Issue 76 - Cryptography: From Theory to Action
Featuring Yao Jiang Galteland, Senior Cryptographer
Did you know there are protocols that allow computation on encrypted data?
In this edition of Coffee with Calyptus, discover how these cryptographic breakthroughs are revolutionizing privacy-preserving technologies in our conversation with Yao Jiang Galteland, a seasoned cryptographer whose expertise spans topics like zero-knowledge proofs, homomorphic encryption, and post-quantum cryptography. Yao shares insights into solving real-world problems through mathematics.
Before we dive into the conversation with Yao, don’t miss the chance to join Matt Sevey, founder of My Code Career, on Wednesday, November 20, from 5:00–6:00 PM UK, for an insightful talk on building a successful Web3 career. Learn practical tips to land your dream role! Add to your calendar. Now, let’s jump right in.
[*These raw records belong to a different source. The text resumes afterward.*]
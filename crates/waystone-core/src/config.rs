//! Configuration loading and typed config structures for the bridge.
//!
//! The canonical configuration lives in `waystone-config.yaml` at the
//! deployment root. This module defines strongly-typed structs that mirror
//! the YAML structure and provides a loader that reads the file.
//!
//! The `connection` section is required: without it the bridge has nothing
//! to describe to its downstream reader, so a missing section is a startup
//! failure rather than a runtime one. Every other section defaults.

use std::path::{Path, PathBuf};
use std::time::Duration;

use serde::Deserialize;
use waystone_types::ConnectionEcho;

/// Errors that can occur when loading configuration.
#[derive(Debug, thiserror::Error)]
pub enum ConfigError {
    /// Failed to read the configuration file from disk.
    #[error("failed to read config file: {source}")]
    Io {
        /// The underlying I/O error.
        #[from]
        source: std::io::Error,
    },

    /// Failed to parse YAML content (including a missing `connection`
    /// section, which the schema requires).
    #[error("failed to parse config YAML: {source}")]
    Yaml {
        /// The underlying YAML parse error.
        source: serde_yml::Error,
    },
}

impl From<serde_yml::Error> for ConfigError {
    fn from(source: serde_yml::Error) -> Self {
        Self::Yaml { source }
    }
}

/// Top-level bridge configuration.
///
/// Mirrors the structure of `waystone-config.yaml`. The `connection`
/// section is required; all other sections have defaults.
#[derive(Debug, Clone, PartialEq, Eq, Deserialize)]
pub struct BridgeConfig {
    /// Upstream connection parameters (required section).
    pub connection: ConnectionConfig,

    /// Storage locations for the snapshot document and the log.
    #[serde(default)]
    pub paths: PathsConfig,

    /// Flush cadence and loop pacing.
    #[serde(default)]
    pub fetcher: FetcherConfig,

    /// Logging configuration.
    #[serde(default)]
    pub logging: LoggingConfig,
}

impl BridgeConfig {
    /// Load configuration from a YAML file at the given path.
    ///
    /// Environment variables override YAML values for storage paths:
    /// - `WAYSTONE_SNAPSHOT_FILE` overrides `paths.snapshot_file`
    /// - `WAYSTONE_LOG_FILE` overrides `paths.log_file`
    ///
    /// # Errors
    ///
    /// Returns [`ConfigError::Io`] if the file cannot be read, or
    /// [`ConfigError::Yaml`] if the content is not valid YAML or lacks
    /// the required `connection` section.
    pub fn from_file(path: &Path) -> Result<Self, ConfigError> {
        let contents = std::fs::read_to_string(path)?;
        let mut config: Self = serde_yml::from_str(&contents)?;
        config.paths.apply_env_overrides();
        Ok(config)
    }

    /// Parse configuration from a YAML string.
    ///
    /// # Errors
    ///
    /// Returns [`ConfigError::Yaml`] if the string is not valid YAML or
    /// lacks the required `connection` section.
    pub fn parse(yaml: &str) -> Result<Self, ConfigError> {
        let mut config: Self = serde_yml::from_str(yaml)?;
        config.paths.apply_env_overrides();
        Ok(config)
    }
}

/// Upstream connection parameters.
///
/// The section must be present in the YAML; individual fields default to
/// the values a local test deployment would use. The whole section is
/// echoed into every snapshot document for the downstream reader.
#[derive(Debug, Clone, PartialEq, Eq, Deserialize)]
pub struct ConnectionConfig {
    /// Upstream service host.
    #[serde(default = "default_host")]
    pub host: String,

    /// Upstream service port.
    #[serde(default = "default_port")]
    pub port: u16,

    /// Game the slot plays.
    #[serde(default = "default_game")]
    pub game: String,

    /// Slot name used for the session handshake.
    #[serde(default = "default_slot_name")]
    pub slot_name: String,

    /// Session password (empty means none).
    #[serde(default)]
    pub password: String,

    /// Item-handling mode flags requested at handshake.
    #[serde(default = "default_items_handling")]
    pub items_handling: u32,

    /// Capability tags requested at handshake.
    #[serde(default)]
    pub tags: Vec<String>,
}

impl ConnectionConfig {
    /// Build the pass-through echo embedded in every snapshot document.
    pub fn echo(&self) -> ConnectionEcho {
        ConnectionEcho {
            host: self.host.clone(),
            port: self.port,
            game: self.game.clone(),
            slot_name: self.slot_name.clone(),
            password: self.password.clone(),
            items_handling: self.items_handling,
            tags: self.tags.clone(),
        }
    }
}

/// Storage locations for the snapshot document and the log file.
#[derive(Debug, Clone, PartialEq, Eq, Deserialize)]
pub struct PathsConfig {
    /// Where the snapshot document is published.
    #[serde(default = "default_snapshot_file")]
    pub snapshot_file: PathBuf,

    /// Optional log file. Absence leaves stdout-only logging.
    #[serde(default)]
    pub log_file: Option<PathBuf>,
}

impl PathsConfig {
    /// Override storage paths with environment variables when set.
    ///
    /// This lets a deployment relocate the document and log without
    /// modifying the YAML config file.
    pub fn apply_env_overrides(&mut self) {
        if let Ok(val) = std::env::var("WAYSTONE_SNAPSHOT_FILE") {
            self.snapshot_file = PathBuf::from(val);
        }
        if let Ok(val) = std::env::var("WAYSTONE_LOG_FILE") {
            self.log_file = Some(PathBuf::from(val));
        }
    }
}

impl Default for PathsConfig {
    fn default() -> Self {
        Self {
            snapshot_file: default_snapshot_file(),
            log_file: None,
        }
    }
}

/// Flush cadence and loop pacing.
#[derive(Debug, Clone, PartialEq, Eq, Deserialize)]
pub struct FetcherConfig {
    /// Seconds between periodic snapshot flushes.
    #[serde(default = "default_flush_interval_secs")]
    pub flush_interval_secs: u64,

    /// Milliseconds the driver loop pauses between iterations.
    #[serde(default = "default_poll_pause_ms")]
    pub poll_pause_ms: u64,
}

impl FetcherConfig {
    /// The periodic flush interval as a [`Duration`].
    pub const fn flush_interval(&self) -> Duration {
        Duration::from_secs(self.flush_interval_secs)
    }

    /// The per-iteration loop pause as a [`Duration`].
    pub const fn poll_pause(&self) -> Duration {
        Duration::from_millis(self.poll_pause_ms)
    }
}

impl Default for FetcherConfig {
    fn default() -> Self {
        Self {
            flush_interval_secs: default_flush_interval_secs(),
            poll_pause_ms: default_poll_pause_ms(),
        }
    }
}

/// Logging configuration.
#[derive(Debug, Clone, PartialEq, Eq, Deserialize)]
pub struct LoggingConfig {
    /// Log level (trace, debug, info, warn, error).
    #[serde(default = "default_log_level")]
    pub level: String,
}

impl Default for LoggingConfig {
    fn default() -> Self {
        Self {
            level: default_log_level(),
        }
    }
}

// ---------------------------------------------------------------------------
// Default value functions (serde default requires named functions)
// ---------------------------------------------------------------------------

fn default_host() -> String {
    "localhost".to_owned()
}

const fn default_port() -> u16 {
    38281
}

fn default_game() -> String {
    "Unknown Game".to_owned()
}

fn default_slot_name() -> String {
    "Player".to_owned()
}

const fn default_items_handling() -> u32 {
    7
}

fn default_snapshot_file() -> PathBuf {
    PathBuf::from("data/snapshot.json")
}

const fn default_flush_interval_secs() -> u64 {
    2
}

const fn default_poll_pause_ms() -> u64 {
    50
}

fn default_log_level() -> String {
    "info".to_owned()
}

#[cfg(test)]
#[allow(clippy::unwrap_used)]
mod tests {
    use super::*;

    #[test]
    fn minimal_config_uses_field_defaults() {
        let yaml = "connection: {}\n";
        let config = BridgeConfig::parse(yaml).unwrap();

        assert_eq!(config.connection.host, "localhost");
        assert_eq!(config.connection.port, 38281);
        assert_eq!(config.connection.game, "Unknown Game");
        assert_eq!(config.connection.slot_name, "Player");
        assert_eq!(config.connection.items_handling, 7);
        assert!(config.connection.tags.is_empty());
        assert_eq!(config.fetcher.flush_interval_secs, 2);
        assert_eq!(config.fetcher.poll_pause_ms, 50);
        assert_eq!(config.logging.level, "info");
        assert!(config.paths.log_file.is_none());
    }

    #[test]
    fn missing_connection_section_is_a_startup_failure() {
        let yaml = "paths:\n  snapshot_file: out.json\n";
        let result = BridgeConfig::parse(yaml);
        assert!(matches!(result, Err(ConfigError::Yaml { .. })));
    }

    #[test]
    fn parse_full_yaml() {
        let yaml = r#"
connection:
  host: "multiworld.example.net"
  port: 24242
  game: "Hollow Knight"
  slot_name: "Jade"
  password: "hunter2"
  items_handling: 7
  tags:
    - Tracker

paths:
  snapshot_file: "run/snapshot.json"
  log_file: "run/fetcher.log"

fetcher:
  flush_interval_secs: 5
  poll_pause_ms: 20

logging:
  level: "debug"
"#;
        let config = BridgeConfig::parse(yaml).unwrap();

        assert_eq!(config.connection.host, "multiworld.example.net");
        assert_eq!(config.connection.port, 24242);
        assert_eq!(config.connection.slot_name, "Jade");
        assert_eq!(config.connection.tags, vec![String::from("Tracker")]);
        assert_eq!(config.paths.snapshot_file, PathBuf::from("run/snapshot.json"));
        assert_eq!(config.paths.log_file, Some(PathBuf::from("run/fetcher.log")));
        assert_eq!(config.fetcher.flush_interval(), Duration::from_secs(5));
        assert_eq!(config.fetcher.poll_pause(), Duration::from_millis(20));
        assert_eq!(config.logging.level, "debug");
    }

    #[test]
    fn echo_carries_the_whole_connection_section() {
        let yaml = "connection:\n  slot_name: Jade\n  tags: [Tracker]\n";
        let config = BridgeConfig::parse(yaml).unwrap();
        let echo = config.connection.echo();

        assert_eq!(echo.slot_name, "Jade");
        assert_eq!(echo.host, "localhost");
        assert_eq!(echo.tags, vec![String::from("Tracker")]);
    }

    #[test]
    fn from_file_reads_yaml_on_disk() {
        let dir = tempfile::tempdir().unwrap();
        let path = dir.path().join("waystone-config.yaml");
        std::fs::write(&path, "connection:\n  game: Hollow Knight\n").unwrap();

        let config = BridgeConfig::from_file(&path).unwrap();
        assert_eq!(config.connection.game, "Hollow Knight");
    }

    #[test]
    fn from_file_missing_file_is_io_error() {
        let result = BridgeConfig::from_file(Path::new("does/not/exist.yaml"));
        assert!(matches!(result, Err(ConfigError::Io { .. })));
    }

    #[test]
    fn load_project_config_file() {
        let path = Path::new(env!("CARGO_MANIFEST_DIR"))
            .join("..")
            .join("..")
            .join("waystone-config.yaml");
        if path.exists() {
            let config = BridgeConfig::from_file(&path);
            assert!(config.is_ok(), "Failed to load project config: {config:?}");
        }
    }
}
You have over a decade of experience in cryptography, working with advanced concepts like zero-knowledge proofs, threshold signatures, and homomorphic encryption. What initially drew you to the field of cryptography, and what aspects of it continue to excite you?
I enjoy solving math problems in general, and cryptography caught my interest because it applies mathematics to solve real-world problems. For example, secure encryption methods such as RSA are built on "hard" mathematical problems, like factoring large numbers. These problems are easy to compute in one direction, but extremely difficult to reverse without certain information (such as a private key). This connection between abstract mathematical theory and practical security solutions is what makes cryptography both challenging and interesting to explore.
What excites me most about cryptography is its constant evolution and its essential role in digital security. The exploration of advanced techniques like zero-knowledge proofs (ZKP), multi-party computation (MPC), and post-quantum cryptography (PQC) is particularly thrilling. Different ZKP protocols—such as zk-SNARKs, zk-STARKs, Bulletproofs, and PLONK—each offer unique strengths and limitations. Understanding which is best suited to specific use cases is both intellectually challenging and rewarding. As the emphasis on scalability and privacy intensifies, particularly within blockchain technologies, it’s clear that these advanced cryptographic techniques will continue to shape the future of digital security.
You've worked on projects like Halo 2 and the Orchard ZSA protocol. Can you walk us through a recent project and share some of the unique challenges you encountered?
I was performing bitwise circuit evaluation using the Halo 2 proof system. Halo 2 is primarily optimized for arithmetic constraints (such as multiplication and addition), so protocols that require numerous non-arithmetic operations (like bitwise operations) can become computationally expensive.
Implementing these bitwise operations within Halo 2 often involves additional arithmetic constraints or lookup tables. This requires a careful balance between performance, efficiency, and proof size to achieve the desired outcome.
Your experience spans both academic research and applied cryptography in industry settings. What are some key differences between working in academia and in industry, especially in terms of cryptographic research and development?
In academia, the focus is primarily on advancing theoretical knowledge and exploring innovative ideas. Research tends to be long-term, aiming for discoveries that might influence the field over many years, even if they have no immediate practical applications. Cryptographers often work on foundational problems, such as developing new cryptographic primitives or proving security in novel frameworks.
In industry, cryptographic research is more driven by immediate or near-term needs, emphasizing practical applications. Projects are often goal-oriented, with faster timelines to meet specific product or client requirements. Cryptographic work in industry typically involves applying established cryptographic methods to solve specific problems, focusing on practical implementations, optimizing performance, and ensuring security in real-world applications.
Additionally, industry offers many remote work opportunities, which are essential for me. I have a family rooted in a small town, and working remotely makes it easier to achieve a good work-life balance.
You recently focused on security architecture for healthcare applications. How do you approach designing cryptographic protocols for highly sensitive fields like healthcare, and what unique security considerations do you take into account?
Designing cryptographic protocols for healthcare involves balancing privacy, interoperability, and regulatory compliance (such as GDPR rules).
In collaborative healthcare research, where multiple institutions need access to data without centralizing it, federated learning enables institutions to train models without sharing actual data. Homomorphic encryption allows computations on encrypted data, preserving privacy while enabling valuable data insights.
In addition to your technical expertise, you have a strong background in academic writing and presenting at conferences. What advice would you give to cryptography researchers on effectively communicating complex topics to diverse audiences?
It's essential to understand your audience and adapt your content based on their familiarity with cryptography and their interests. For a general audience, focus on practical applications and highlight key outcomes, avoiding excessive detail on less impactful aspects.
For a more technical audience, delve deeper into the underlying mathematical concepts and algorithms. Diagrams and step-by-step guides can also help clarify complex protocols.
Lastly, begin with the "why" and "what" of the topic before diving into the "how" to ensure your audience grasps the significance before exploring the details.